Mas Continetti certeiramente recorda que, também na década de 1920, ideias semelhantes gozavam de grande popularidade entre os eleitores republicanos — e depois estiveram 40 anos no deserto (‘in the wilderness’), até que o conservadorismo liberal clássico dos Republicanos gerou o saudoso Ronald Reagan (em aliança atlântica com a não menos saudosa Margaret Thatcher).

4 Felizmente, acrescenta Continetti, permanecem no partido Republicano conservadores não revolucionários que ‘compreendem que o conservadorismo foi fundado na oposição aos extremos, quer da revolução quer da contra-revolução. Que negam que as instituições políticas, sociais e culturais da América já não possam ser reparadas. Que sustentam que este país permanece digno do nosso orgulho e da nossa defesa. Que negam que estejamos numa guerra civil, quente ou fria. Que sustentam que os nossos adversários políticos ainda são nossos concidadãos. Que sabem que o nosso (demasiado grande) aparelho de estado não é um regime totalitário. […] Ainda há conservadores que permanecem leais aos princípios e instituições dos Fundadores da América e da liberdade ordeira que está no seu coração.”

5 Talvez possa ser aqui ainda brevemente recordado que um problema político-intelectual muito semelhante — embora de tonalidade dominante contrária — esteve presente em Portugal após o 25 de Abril de 1974 e o 25 de Novembro de 1975, e no plano cultural, muito depois disso, até hoje.

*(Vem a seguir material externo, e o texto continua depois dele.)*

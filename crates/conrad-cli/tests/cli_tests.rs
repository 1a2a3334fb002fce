//! Integration tests for the `conrad` binary.
//!
//! These run the compiled CLI and check what reaches stdout, so they cover
//! the default formatter and emitter end to end.
//!
//! Run with: cargo test -p conrad --test cli_tests

use assert_cmd::Command;
use predicates::prelude::*;
use std::fs;
use tempfile::TempDir;

fn conrad_cmd() -> Command {
    let mut cmd = Command::cargo_bin("conrad").unwrap();
    cmd.env_remove("CONRAD_CONFIG").env("RUST_LOG", "warn");
    cmd
}

// ============================================================================
// record
// ============================================================================

#[test]
fn test_record_defaults_to_json_lines_on_stdout() {
    conrad_cmd()
        .args(["record", "-"])
        .write_stdin("a: apple\n")
        .assert()
        .success()
        .stdout("{\"a\":\"apple\"}\n");
}

#[test]
fn test_record_reads_json_lines() {
    conrad_cmd()
        .arg("record")
        .write_stdin("{\"a\": 1}\n{\"b\": 2}\n")
        .assert()
        .success()
        .stdout("{\"a\":1}\n{\"b\":2}\n");
}

#[test]
fn test_record_with_processor_flag() {
    conrad_cmd()
        .args(["record", "-", "--processor", "add_uuid"])
        .write_stdin("a: apple\n")
        .assert()
        .success()
        .stdout(predicate::str::starts_with("{\"a\":\"apple\",\"event_uuid\":\""))
        .stdout(predicate::str::ends_with("\"}\n"));
}

#[test]
fn test_record_with_config_file() {
    let dir = TempDir::new().unwrap();
    let config = dir.path().join("conrad.yaml");
    let output = dir.path().join("audit.log");
    fs::write(
        &config,
        format!(
            "formatter: json\nemitter:\n  type: file\n  path: {}\n",
            output.display()
        ),
    )
    .unwrap();

    conrad_cmd()
        .args(["record", "-", "--config"])
        .arg(&config)
        .write_stdin("- a: apple\n- b: bear\n")
        .assert()
        .success()
        .stdout("");

    assert_eq!(
        fs::read_to_string(&output).unwrap(),
        "{\"a\":\"apple\"}\n{\"b\":\"bear\"}\n"
    );
}

#[test]
fn test_record_keeps_going_after_a_bad_event() {
    conrad_cmd()
        .args(["record", "-"])
        .write_stdin("a: apple\n---\n1: one\n---\nb: bear\n")
        .assert()
        .failure()
        .stdout("{\"a\":\"apple\"}\n{\"b\":\"bear\"}\n")
        .stderr(predicate::str::contains("1 of 3 events could not be recorded"));
}

#[test]
fn test_record_rejects_unknown_emitter() {
    conrad_cmd()
        .args(["record", "-", "--emitter", "pigeon"])
        .assert()
        .failure()
        .stdout("")
        .stderr(predicate::str::contains("pigeon"));
}

// ============================================================================
// check
// ============================================================================

#[test]
fn test_check_default_configuration() {
    conrad_cmd()
        .arg("check")
        .assert()
        .success()
        .stdout(predicate::str::contains("✓ configuration is valid"))
        .stdout(predicate::str::contains("Emitters: discard, file, stderr, stdout"));
}

#[test]
fn test_check_unknown_formatter() {
    conrad_cmd()
        .args(["check", "--formatter", "xml"])
        .assert()
        .failure()
        .stdout(predicate::str::contains("✗"))
        .stdout(predicate::str::contains("xml"));
}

Tratava-se da dicotomia “Fascismo ou Revolução”, que tinha como seu principal adversário o socialista democrático Mário Soares — então designado como ‘o homem dos americanos’.  Mário Soares simplesmente recusou com Olímpico (e, como ele próprio disse, ‘burguês’) desprezo essa ‘dicotomia infeliz’ entre a chamada ‘Esquerda unida contra a Direita’, também expressa no slogan ‘O Povo Unido jamais será vencido’ ou no slogan ‘Fascismo ou Revolução’. E Soares proclamou corajosamente a prioridade da democracia liberal pluralista, fundada na concorrência parlamentar, pacífica e civilizada, entre esquerda democrática e direita democrática, bem como na firme oposição comum contra a esquerda e direita revolucionárias.

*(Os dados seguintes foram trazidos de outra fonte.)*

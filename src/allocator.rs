use linked_list_allocator::LockedHeap;
use x86_64::{
    structures::paging::{
        mapper::MapToError, FrameAllocator, Mapper, Page, PageTableFlags, Size4KiB,
    },
    VirtAddr,
};

use crate::config::CONFIG;

// Box::new() and the message queue storage come out of this heap. Host unit tests keep the
// platform allocator.
#[cfg_attr(not(test), global_allocator)]
static ALLOCATOR: LockedHeap = LockedHeap::empty();

pub const HEAP_START: usize = CONFIG.heap_start;
pub const HEAP_SIZE: usize = CONFIG.heap_size;

// Creates a virtual memory region for the heap and maps it to physical memory
pub fn init_heap(
    mapper: &mut impl Mapper<Size4KiB>,
    frame_allocator: &mut impl FrameAllocator<Size4KiB>,
) -> Result<(), MapToError<Size4KiB>> {
    let page_range = {
        let heap_start = VirtAddr::new(HEAP_START as u64);
        let heap_end = heap_start + HEAP_SIZE as u64 - 1u64;
        let page_start: Page = Page::containing_address(heap_start);
        let page_end = Page::containing_address(heap_end);
        Page::range_inclusive(page_start, page_end)
    };

    for page in page_range {
        let frame = frame_allocator
            .allocate_frame()
            .ok_or(MapToError::FrameAllocationFailed)?;
        let flags = PageTableFlags::PRESENT | PageTableFlags::WRITABLE;
        unsafe { mapper.map_to(page, frame, flags, frame_allocator)?.flush() };
    }

    unsafe {
        ALLOCATOR.lock().init(HEAP_START as *mut u8, HEAP_SIZE);
    }
    Ok(())
}
use crate::log::LogLevel;

// Build-time kernel settings. There is no command line to read at this stage of boot, so
// everything tunable lives here and in cargo features.
#[derive(Debug, Clone, Copy)]
pub struct KernelConfig {
    pub log_level: LogLevel,
    // capacity of the queue between interrupt handlers and the dispatch loop
    pub main_queue_capacity: usize,
    pub heap_start: usize,
    pub heap_size: usize,
    // how much of the xHC's BAR0 to identity-map
    pub xhc_mmio_window: u64,
    pub xhc_vector: u8,
    // the xHC may claim 2^exponent contiguous vectors
    pub xhc_msi_vector_exponent: u8,
}

pub const CONFIG: KernelConfig = KernelConfig {
    log_level: if cfg!(feature = "verbose") {
        LogLevel::Debug
    } else {
        LogLevel::Info
    },
    main_queue_capacity: 32,
    heap_start: 0x_4444_4444_0000,
    heap_size: 100 * 1024,
    xhc_mmio_window: 64 * 1024,
    xhc_vector: 0x40,
    xhc_msi_vector_exponent: 0,
};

6 Voltarei seguramente a este assunto. Para já, gostaria de recordar o livro de Jerry Z. Muller, Conservatism: An Anthology of Social and Political Thought from David Hume to the Present (Princeton University Press, 1997), e sobretudo o clássico de Lord Quinton, The Politics of Imperfection: The Religious and Secular Traditions of Conservative Thought in England from Hooker to Oakeshott (1978).